* **What is being asked**
Write out again each line of the material below, unchanged, from the first one to the line that holds "pub struct PipelineController".

* **Material shown**
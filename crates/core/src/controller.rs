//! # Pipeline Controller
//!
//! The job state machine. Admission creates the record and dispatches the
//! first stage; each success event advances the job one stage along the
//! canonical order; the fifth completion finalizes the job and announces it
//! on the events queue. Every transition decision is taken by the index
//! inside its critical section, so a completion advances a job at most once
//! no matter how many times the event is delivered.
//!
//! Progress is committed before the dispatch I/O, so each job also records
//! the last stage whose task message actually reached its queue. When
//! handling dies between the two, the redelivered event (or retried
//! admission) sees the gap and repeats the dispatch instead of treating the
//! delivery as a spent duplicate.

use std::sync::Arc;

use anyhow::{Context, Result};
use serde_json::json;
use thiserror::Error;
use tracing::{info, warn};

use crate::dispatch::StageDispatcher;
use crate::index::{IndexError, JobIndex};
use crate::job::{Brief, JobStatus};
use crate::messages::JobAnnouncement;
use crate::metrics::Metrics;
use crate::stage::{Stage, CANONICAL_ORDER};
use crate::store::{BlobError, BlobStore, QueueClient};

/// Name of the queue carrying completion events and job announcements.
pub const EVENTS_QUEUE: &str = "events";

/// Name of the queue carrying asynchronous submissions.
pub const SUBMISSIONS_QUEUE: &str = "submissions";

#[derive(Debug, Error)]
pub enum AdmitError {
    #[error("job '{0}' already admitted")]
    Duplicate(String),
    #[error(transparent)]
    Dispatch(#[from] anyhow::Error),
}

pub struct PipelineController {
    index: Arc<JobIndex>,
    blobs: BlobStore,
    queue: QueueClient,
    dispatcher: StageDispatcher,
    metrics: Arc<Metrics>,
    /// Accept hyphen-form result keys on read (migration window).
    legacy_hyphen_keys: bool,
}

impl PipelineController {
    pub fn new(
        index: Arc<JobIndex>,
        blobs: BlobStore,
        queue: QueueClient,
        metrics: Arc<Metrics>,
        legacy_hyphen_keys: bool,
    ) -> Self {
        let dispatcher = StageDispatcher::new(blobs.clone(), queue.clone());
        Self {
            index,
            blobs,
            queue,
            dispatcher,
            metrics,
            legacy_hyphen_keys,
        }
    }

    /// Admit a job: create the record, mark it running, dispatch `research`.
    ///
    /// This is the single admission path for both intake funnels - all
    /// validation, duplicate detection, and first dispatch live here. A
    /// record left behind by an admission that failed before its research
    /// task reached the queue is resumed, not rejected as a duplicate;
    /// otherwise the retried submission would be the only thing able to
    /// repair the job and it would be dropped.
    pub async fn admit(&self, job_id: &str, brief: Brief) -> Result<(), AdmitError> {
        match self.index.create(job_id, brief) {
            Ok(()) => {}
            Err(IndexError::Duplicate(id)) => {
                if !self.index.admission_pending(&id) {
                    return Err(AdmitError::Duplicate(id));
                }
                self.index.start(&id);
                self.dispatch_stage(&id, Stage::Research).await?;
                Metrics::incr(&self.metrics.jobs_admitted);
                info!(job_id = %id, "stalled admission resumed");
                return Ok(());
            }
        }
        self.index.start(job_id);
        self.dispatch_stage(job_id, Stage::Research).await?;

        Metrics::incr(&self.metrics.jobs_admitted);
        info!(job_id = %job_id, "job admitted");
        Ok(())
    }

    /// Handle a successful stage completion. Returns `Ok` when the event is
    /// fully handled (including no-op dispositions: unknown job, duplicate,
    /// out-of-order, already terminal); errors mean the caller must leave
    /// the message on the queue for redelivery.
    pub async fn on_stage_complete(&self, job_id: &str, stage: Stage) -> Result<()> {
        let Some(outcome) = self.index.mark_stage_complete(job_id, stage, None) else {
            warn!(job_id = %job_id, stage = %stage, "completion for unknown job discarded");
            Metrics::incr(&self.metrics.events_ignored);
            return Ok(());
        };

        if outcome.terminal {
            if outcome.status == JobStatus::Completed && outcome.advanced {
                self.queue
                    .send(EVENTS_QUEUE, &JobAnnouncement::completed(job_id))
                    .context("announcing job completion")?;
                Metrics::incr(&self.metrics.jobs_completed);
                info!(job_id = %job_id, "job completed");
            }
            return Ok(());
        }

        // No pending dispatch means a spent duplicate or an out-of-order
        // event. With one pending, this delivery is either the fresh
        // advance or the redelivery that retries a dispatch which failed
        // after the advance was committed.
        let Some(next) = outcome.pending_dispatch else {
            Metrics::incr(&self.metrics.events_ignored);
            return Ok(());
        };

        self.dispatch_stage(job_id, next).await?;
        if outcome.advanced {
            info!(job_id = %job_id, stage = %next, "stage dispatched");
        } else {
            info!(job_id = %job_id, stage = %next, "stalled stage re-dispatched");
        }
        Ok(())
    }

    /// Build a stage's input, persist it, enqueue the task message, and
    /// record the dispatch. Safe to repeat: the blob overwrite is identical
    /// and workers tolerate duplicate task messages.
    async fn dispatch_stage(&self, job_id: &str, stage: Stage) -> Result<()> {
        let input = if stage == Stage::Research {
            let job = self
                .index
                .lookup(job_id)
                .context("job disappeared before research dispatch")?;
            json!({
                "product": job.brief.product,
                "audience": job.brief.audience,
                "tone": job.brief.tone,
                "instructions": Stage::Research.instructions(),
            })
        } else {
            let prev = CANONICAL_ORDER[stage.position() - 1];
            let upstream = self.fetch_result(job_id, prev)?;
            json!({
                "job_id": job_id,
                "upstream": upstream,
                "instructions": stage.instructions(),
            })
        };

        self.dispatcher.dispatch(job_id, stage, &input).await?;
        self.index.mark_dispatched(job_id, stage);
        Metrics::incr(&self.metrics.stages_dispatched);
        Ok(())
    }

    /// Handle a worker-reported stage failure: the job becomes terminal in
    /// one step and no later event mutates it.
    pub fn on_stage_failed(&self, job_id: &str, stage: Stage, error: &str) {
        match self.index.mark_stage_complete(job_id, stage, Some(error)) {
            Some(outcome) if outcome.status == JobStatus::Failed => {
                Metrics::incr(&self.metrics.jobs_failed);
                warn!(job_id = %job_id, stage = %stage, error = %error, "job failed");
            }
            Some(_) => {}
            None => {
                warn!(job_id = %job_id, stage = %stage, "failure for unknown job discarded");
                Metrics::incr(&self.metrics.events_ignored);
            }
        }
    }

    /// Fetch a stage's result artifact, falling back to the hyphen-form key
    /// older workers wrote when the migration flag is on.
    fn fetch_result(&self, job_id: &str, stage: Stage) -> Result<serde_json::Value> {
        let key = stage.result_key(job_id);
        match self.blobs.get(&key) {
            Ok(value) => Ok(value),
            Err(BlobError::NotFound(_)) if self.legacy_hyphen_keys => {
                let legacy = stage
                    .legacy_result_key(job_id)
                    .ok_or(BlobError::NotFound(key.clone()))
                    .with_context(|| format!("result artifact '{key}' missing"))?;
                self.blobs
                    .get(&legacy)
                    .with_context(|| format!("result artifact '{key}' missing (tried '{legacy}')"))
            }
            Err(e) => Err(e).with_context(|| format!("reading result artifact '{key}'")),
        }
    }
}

* **Answer for this exercise**
filename crates/core/src/controller.rs
//! # Pipeline Controller
//!
//! The job state machine. Admission creates the record and dispatches the
//! first stage; each success event advances the job one stage along the
//! canonical order; the fifth completion finalizes the job and announces it
//! on the events queue. Every transition decision is taken by the index
//! inside its critical section, so a completion advances a job at most once
//! no matter how many times the event is delivered.
//!
//! Progress is committed before the dispatch I/O, so each job also records
//! the last stage whose task message actually reached its queue. When
//! handling dies between the two, the redelivered event (or retried
//! admission) sees the gap and repeats the dispatch instead of treating the
//! delivery as a spent duplicate.

use std::sync::Arc;

use anyhow::{Context, Result};
use serde_json::json;
use thiserror::Error;
use tracing::{info, warn};

use crate::dispatch::StageDispatcher;
use crate::index::{IndexError, JobIndex};
use crate::job::{Brief, JobStatus};
use crate::messages::JobAnnouncement;
use crate::metrics::Metrics;
use crate::stage::{Stage, CANONICAL_ORDER};
use crate::store::{BlobError, BlobStore, QueueClient};

/// Name of the queue carrying completion events and job announcements.
pub const EVENTS_QUEUE: &str = "events";

/// Name of the queue carrying asynchronous submissions.
pub const SUBMISSIONS_QUEUE: &str = "submissions";

#[derive(Debug, Error)]
pub enum AdmitError {
    #[error("job '{0}' already admitted")]
    Duplicate(String),
    #[error(transparent)]
    Dispatch(#[from] anyhow::Error),
}

pub struct PipelineController {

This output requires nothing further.